10. Stronger is the case before me. That was a summons case. Here, it is a warrant case. Here also, the petitioner did not have the assistance of a counsel or any other person to enlighten him. In fact, he was ignorant of what took place. He did not know that an appeal would lie against the order sending him to Borstal School. It was after the expiry of one year when his brother came to know of his plight that an appeal was filed with a petition to condone delay. I refer to these facts only to reassure myself that the haste with which the Court proceedings took place on 12-10-1978 ending with the plea of guilty was not in conformity with the provisions contained in Sections 238 - 241, Cr.P.C. I hold that this is a fit case for exercise of jurisdiction Under Section 397 read with Section 401, Cr.P.C.
11. In the result, I quash the orders of the learned Sessions Judge dismissing the application for condonation of delay and the consequent dismissal of the appeal.

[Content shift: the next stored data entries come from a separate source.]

//! Coordinates in the meridian half-plane of a solid of revolution.
//!
//! A point is described by `(axial, radial)` with `radial ≥ 0`. The nearest
//! point of a rotationally symmetric surface lies in the same half-plane, so
//! 2D distances between meridian coordinates are exact 3D distances.

use super::{Point2, Point3, Vector3};

/// `(axial, radial)` coordinates of `x` for the axis through `origin` along
/// the unit vector `axis`.
#[must_use]
pub fn meridian_coordinates(x: &Point3, origin: &Point3, axis: &Vector3) -> Point2 {
    let xp = x - origin;
    let axial = xp.dot(axis);
    let radial = (xp.norm_squared() - axial * axial).max(0.0).sqrt();
    Point2::new(axial, radial)
}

12. Two courses are open to me; either to send back the case for fresh trial or to dispose of the case here itself. The petitioner's counsel submits that the petitioner is indigent, he has his old mother and that he should be discharged. Section 386(b)(i), Cr.P.C. reads as follows:
386. After perusing such record and hearing the appellant or his pleader, if he appears, and the Public Prosecutor if he appears, and in case of an appeal Under Section 377 or Section 378, the accused, if he appears, the Appellate Court may, if it considers that there is no sufficient ground for interfering, dismiss the appeal, or may,
(a) x x x x(b) in an appeal from a conviction....

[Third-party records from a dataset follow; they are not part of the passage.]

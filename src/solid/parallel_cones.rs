use crate::error::{ConstructionError, GeometryError, Result};
use crate::math::distance_2d::ray_distance;
use crate::math::meridian::meridian_coordinates;
use crate::math::quadratic::Quadratic;
use crate::math::{Point2, Point3, Vector2, Vector3, TOLERANCE};

use super::{Crossing, RegionMedia, Solid};

/// Cones with a common axis and opening angle whose apexes are shifted
/// along the axis.
///
/// Cone `c` has its apex `offsets[c]` along the axis from the first apex;
/// each cone lies inside the previous one. Region 0 is the innermost cone
/// (furthest apex), region `k` the shell between cone `n − k − 1` and cone
/// `n − k`.
#[derive(Debug, Clone)]
pub struct ParallelCones {
    apexes: Vec<Point3>,
    offsets: Vec<f64>,
    axis: Vector3,
    gamma: f64,
    g12: f64,
    media: RegionMedia,
}

/// Quadric coefficients of the ray against one cone of the set.
struct ConeRay {
    xp: Vector3,
    aa: f64,
    b: f64,
    q: Quadratic,
}

impl ParallelCones {
    /// Creates the set from the first apex and the offsets of the following
    /// apexes.
    ///
    /// # Errors
    ///
    /// Returns an error if the axis has zero length, `tan_half_angle` is not
    /// positive, or the offsets are not positive and strictly increasing.
    pub fn new(apex: Point3, axis: Vector3, tan_half_angle: f64, offsets: &[f64]) -> Result<Self> {
        let len = axis.norm();
        if len < TOLERANCE {
            return Err(GeometryError::ZeroVector.into());
        }
        let axis = axis / len;
        if !(tan_half_angle > 0.0 && tan_half_angle.is_finite()) {
            return Err(ConstructionError::ParameterOutOfRange {
                parameter: "tan_half_angle",
                value: tan_half_angle,
                min: 0.0,
                max: f64::INFINITY,
            }
            .into());
        }
        let mut all = Vec::with_capacity(offsets.len() + 1);
        all.push(0.0);
        for (index, &d) in offsets.iter().enumerate() {
            if !(d > all[index]) || !d.is_finite() {
                return Err(ConstructionError::NotIncreasing {
                    what: "apex offsets",
                    index,
                }
                .into());
            }
            all.push(d);
        }
        let apexes = all.iter().map(|&d| apex + axis * d).collect();
        Ok(Self {
            apexes,
            media: RegionMedia::empty(all.len()),
            offsets: all,
            axis,
            gamma: tan_half_angle,
            g12: 1.0 + tan_half_angle * tan_half_angle,
        })
    }

    /// Assigns one medium per region.
    ///
    /// # Errors
    ///
    /// Returns `ConstructionError::LengthMismatch` unless there is one
    /// entry per region.
    pub fn with_media(mut self, media: &[usize]) -> Result<Self> {
        self.media = RegionMedia::from_slice(self.region_count(), media)?;
        Ok(self)
    }

    #[must_use]
    pub fn cone_count(&self) -> usize {
        self.apexes.len()
    }

    #[must_use]
    pub fn apexes(&self) -> &[Point3] {
        &self.apexes
    }

    fn region_of_cone(&self, cone: usize) -> usize {
        self.cone_count() - 1 - cone
    }

    fn ray(&self, cone: usize, x: &Point3, u: &Vector3) -> ConeRay {
        let xp = x - self.apexes[cone];
        let aa = xp.dot(&self.axis);
        let b = u.dot(&self.axis);
        let q = Quadratic::new(
            1.0 - b * b * self.g12,
            u.dot(&xp) - aa * b * self.g12,
            xp.norm_squared() - aa * aa * self.g12,
        );
        ConeRay { xp, aa, b, q }
    }

    fn outward_normal(&self, hit: &Vector3, lam: f64) -> Vector3 {
        let n = hit - self.axis * (lam * self.g12);
        let len = n.norm();
        if len > 0.0 {
            n / len
        } else {
            -self.axis
        }
    }

    fn cone_distance(&self, cone: usize, x: &Point3) -> f64 {
        let m = meridian_coordinates(x, &self.apexes[cone], &self.axis);
        ray_distance(&m, &Point2::origin(), &Vector2::new(1.0, self.gamma))
    }
}

impl Solid for ParallelCones {
    fn region_count(&self) -> usize {
        self.apexes.len()
    }

    fn is_inside(&self, x: &Point3) -> bool {
        let xp = x - self.apexes[0];
        let aa = xp.dot(&self.axis);
        aa >= 0.0 && xp.norm_squared() <= aa * aa * self.g12
    }

    fn is_where(&self, x: &Point3) -> Option<usize> {
        if !self.is_inside(x) {
            return None;
        }
        let xp = x - self.apexes[0];
        let aa = xp.dot(&self.axis);
        let radial2 = xp.norm_squared() - aa * aa;
        for cone in 1..self.cone_count() {
            let aj = aa - self.offsets[cone];
            if aj < 0.0 || radial2 > (aj * self.gamma).powi(2) {
                return Some(self.region_of_cone(cone - 1));
            }
        }
        Some(0)
    }

    fn howfar(
        &self,
        region: Option<usize>,
        x: &Point3,
        u: &Vector3,
        max_distance: f64,
    ) -> Option<Crossing> {
        let n = self.cone_count();
        // The cone bounding the current region from outside.
        let outer = region.map(|r| n - 1 - r);

        let inner = match outer {
            None => Some(0),
            Some(c) if c + 1 < n => Some(c + 1),
            Some(_) => None,
        };
        if let Some(ci) = inner {
            let ray = self.ray(ci, x, u);
            let root = if ray.q.is_near_linear() {
                if ray.q.b < 0.0 {
                    ray.q.linear_root()
                } else {
                    None
                }
            } else {
                ray.q.entry_root()
            };
            if let Some(t) = root.filter(|&t| t >= 0.0) {
                let lam = ray.aa + ray.b * t;
                if lam >= 0.0 {
                    if t > max_distance {
                        return None;
                    }
                    let normal = self.outward_normal(&(ray.xp + u * t), lam);
                    return Some(Crossing::new(Some(self.region_of_cone(ci)), t, normal));
                }
            }
        }

        let co = outer?;
        let ray = self.ray(co, x, u);
        let root = if ray.q.is_near_linear() {
            if ray.q.b > 0.0 {
                ray.q.linear_root()
            } else {
                None
            }
        } else {
            ray.q.exit_root()
        };
        let t = root.filter(|&t| t >= 0.0)?;
        let lam = ray.aa + ray.b * t;
        if lam < 0.0 || t > max_distance {
            return None;
        }
        let next = (co > 0).then(|| self.region_of_cone(co - 1));
        let normal = -self.outward_normal(&(ray.xp + u * t), lam);
        Some(Crossing::new(next, t, normal))
    }

    fn hownear(&self, region: Option<usize>, x: &Point3) -> f64 {
        let n = self.cone_count();
        let Some(r) = region else {
            return self.cone_distance(0, x);
        };
        let co = n - 1 - r;
        let outer = self.cone_distance(co, x);
        if co + 1 < n {
            outer.min(self.cone_distance(co + 1, x))
        } else {
            outer
        }
    }

    fn medium(&self, region: usize) -> Option<usize> {
        self.media.get(region)
    }
}

#[cfg(test)]
#[allow(clippy::unwrap_used)]
mod tests {
    use super::*;
    use crate::solid::testing::assert_consistent_crossings;

    /// Apexes at z = 0, 1, 2 with 45° half-angle.
    fn three_cones() -> ParallelCones {
        ParallelCones::new(Point3::origin(), Vector3::z(), 1.0, &[1.0, 2.0]).unwrap()
    }

    #[test]
    fn rejects_unsorted_offsets() {
        assert!(ParallelCones::new(Point3::origin(), Vector3::z(), 1.0, &[2.0, 1.0]).is_err());
        assert!(ParallelCones::new(Point3::origin(), Vector3::z(), 1.0, &[0.0]).is_err());
    }

    #[test]
    fn regions_grow_outward() {
        let pc = three_cones();
        assert_eq!(pc.region_count(), 3);
        assert_eq!(pc.is_where(&Point3::new(0.0, 0.0, 5.0)), Some(0));
        assert_eq!(pc.is_where(&Point3::new(2.5, 0.0, 5.0)), Some(0));
        assert_eq!(pc.is_where(&Point3::new(3.5, 0.0, 5.0)), Some(1));
        assert_eq!(pc.is_where(&Point3::new(4.5, 0.0, 5.0)), Some(2));
        assert_eq!(pc.is_where(&Point3::new(5.5, 0.0, 5.0)), None);
        // Between the first two apexes only the outer cone exists.
        assert_eq!(pc.is_where(&Point3::new(0.0, 0.0, 0.5)), Some(2));
    }

    #[test]
    fn walks_out_one_ring_at_a_time() {
        let pc = three_cones();
        let u = Vector3::x();
        let mut x = Point3::new(0.0, 0.0, 5.0);
        let mut region = Some(0);
        let mut expected = [(3.0, Some(1)), (1.0, Some(2)), (1.0, None)].into_iter();
        while let Some(c) = pc.howfar(region, &x, &u, 100.0) {
            let (d, r) = expected.next().unwrap();
            assert!((c.distance - d).abs() < 1e-9);
            assert_eq!(c.region, r);
            x += u * c.distance;
            region = c.region;
            if region.is_none() {
                break;
            }
        }
        assert!(expected.next().is_none());
    }

    #[test]
    fn enters_outer_cone_from_outside() {
        let pc = three_cones();
        let c = pc
            .howfar(None, &Point3::new(-10.0, 0.0, 5.0), &Vector3::x(), 100.0)
            .unwrap();
        assert!((c.distance - 5.0).abs() < 1e-9);
        assert_eq!(c.region, Some(2));
        // Inner cone hit lies beyond the budget.
        assert!(pc
            .howfar(Some(2), &Point3::new(-4.5, 0.0, 5.0), &Vector3::x(), 0.4)
            .is_none());
    }

    #[test]
    fn hownear_takes_both_walls() {
        let pc = three_cones();
        let d = pc.hownear(Some(1), &Point3::new(3.5, 0.0, 5.0));
        assert!((d - 0.5 / 2.0_f64.sqrt()).abs() < 1e-12);
    }

    #[test]
    fn crossings_are_consistent() {
        let pc = ParallelCones::new(
            Point3::new(0.1, 0.0, -0.2),
            Vector3::new(0.1, -0.2, 1.0),
            0.6,
            &[0.7, 1.9],
        )
        .unwrap();
        let starts = [
            Point3::new(0.13, -0.21, 3.1),
            Point3::new(1.4, 0.3, 3.3),
            Point3::new(0.2, 2.1, 4.2),
            Point3::new(3.9, 0.2, 2.0),
            Point3::new(0.0, 0.1, -1.4),
        ];
        assert_consistent_crossings(&pc, &starts);
    }
}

(i) reverse the finding and sentence and acquit or discharge the accused, or order him to be re-tried by a Court of competent jurisdiction subordinate to such appellate Court or committed for trial or....

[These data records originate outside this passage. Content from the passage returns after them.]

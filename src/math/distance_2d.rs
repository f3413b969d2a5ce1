use super::{Point2, Vector2};

/// Returns the minimum distance from `p` to the segment from `a` to `b`.
#[must_use]
pub fn segment_distance(p: &Point2, a: &Point2, b: &Point2) -> f64 {
    let d = b - a;
    let len_sq = d.norm_squared();

    if len_sq < 1e-20 {
        return (p - a).norm();
    }

    // Project onto the infinite line, clamp to the segment.
    let t = ((p - a).dot(&d) / len_sq).clamp(0.0, 1.0);
    (p - (a + d * t)).norm()
}

/// Returns the minimum distance from `p` to the half-line starting at
/// `origin` along `dir`.
#[must_use]
pub fn ray_distance(p: &Point2, origin: &Point2, dir: &Vector2) -> f64 {
    let len_sq = dir.norm_squared();
    let w = p - origin;
    if len_sq < 1e-20 {
        return w.norm();
    }
    let t = (w.dot(dir) / len_sq).max(0.0);
    (w - dir * t).norm()
}

#[cfg(test)]
mod tests {
    use super::*;
    use crate::math::TOLERANCE;

    #[test]
    fn segment_distance_perpendicular_and_endpoint() {
        let a = Point2::new(0.0, 0.0);
        let b = Point2::new(4.0, 0.0);
        assert!((segment_distance(&Point2::new(2.0, 3.0), &a, &b) - 3.0).abs() < TOLERANCE);
        assert!((segment_distance(&Point2::new(7.0, 4.0), &a, &b) - 5.0).abs() < TOLERANCE);
    }

    #[test]
    fn degenerate_segment_is_a_point() {
        let a = Point2::new(1.0, 1.0);
        assert!((segment_distance(&Point2::new(4.0, 5.0), &a, &a) - 5.0).abs() < TOLERANCE);
    }

    #[test]
    fn ray_distance_clamps_only_at_origin() {
        let o = Point2::origin();
        let dir = Vector2::new(1.0, 1.0);
        // behind the origin
        assert!((ray_distance(&Point2::new(-3.0, -4.0), &o, &dir) - 5.0).abs() < TOLERANCE);
        // far along the ray
        let d = ray_distance(&Point2::new(100.0, 102.0), &o, &dir);
        assert!((d - 2.0_f64.sqrt()).abs() < 1e-9);
    }
}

A close reading of this section shows that an appellate Court or a Court of revision can in appropriate cases reverse the finding and sentence and acquit or discharge the accused. On a consideration of the materials placed before me, I have already held that the procedure adopted by the trial Magistrate was against the provisions of the Code and that the entire proceedings are therefore vitiated. In this case the incident took place on 10-9-1978. The petitioner had been under cloud for a long time and was in Borstal School for more than an year. Under these circumstances, I hold that this is a fit case not to order re-trial but discharge the petitioner in exercise of the powers of this Court Under Section 386(b)(i), Cr. P. G
13. The decision reported in In re Arunachala Gounden AIR 1948 Mad 492 :1948-49 Cri LJ 748) supports the procedure that I adopted above. In that case the offence involved was Under Section 353, I.P-C. As seen from the judgment of the trial Court, the filing of the charge-sheet, apprehension of the 'accused, commencement of trial, the close of the trial, and the passing of the order of sentence were all on the same day, that is, on 1-4-1947. In that case, the petitioners pleaded guilty to the offence and were convicted on their own plea. The High Court held that the entire proceedings were vitiated. Since the accused did not have a fair or proper trial, the plea of guilty in the circumstances of the case could not be accepted at its face value. Since the petitioners in that case had already undergone a period of 36 days in prison and that nearly an year had elapsed from the date of the alleged offence, the question considered by the learned Judge who disposed of the case was whether a fresh trial was not necessary. The learned Judge held that a fresh trial was not necessary. Accordingly, a fresh trial was not ordered. Instead, an order of discharge of the accused was passed.
14. This is the procedure I have adopted in this case, which, according to me, would alone advance the ends of justice.
15. In the result, I allow this petition, set aside the conviction and sentence and discharge the accused.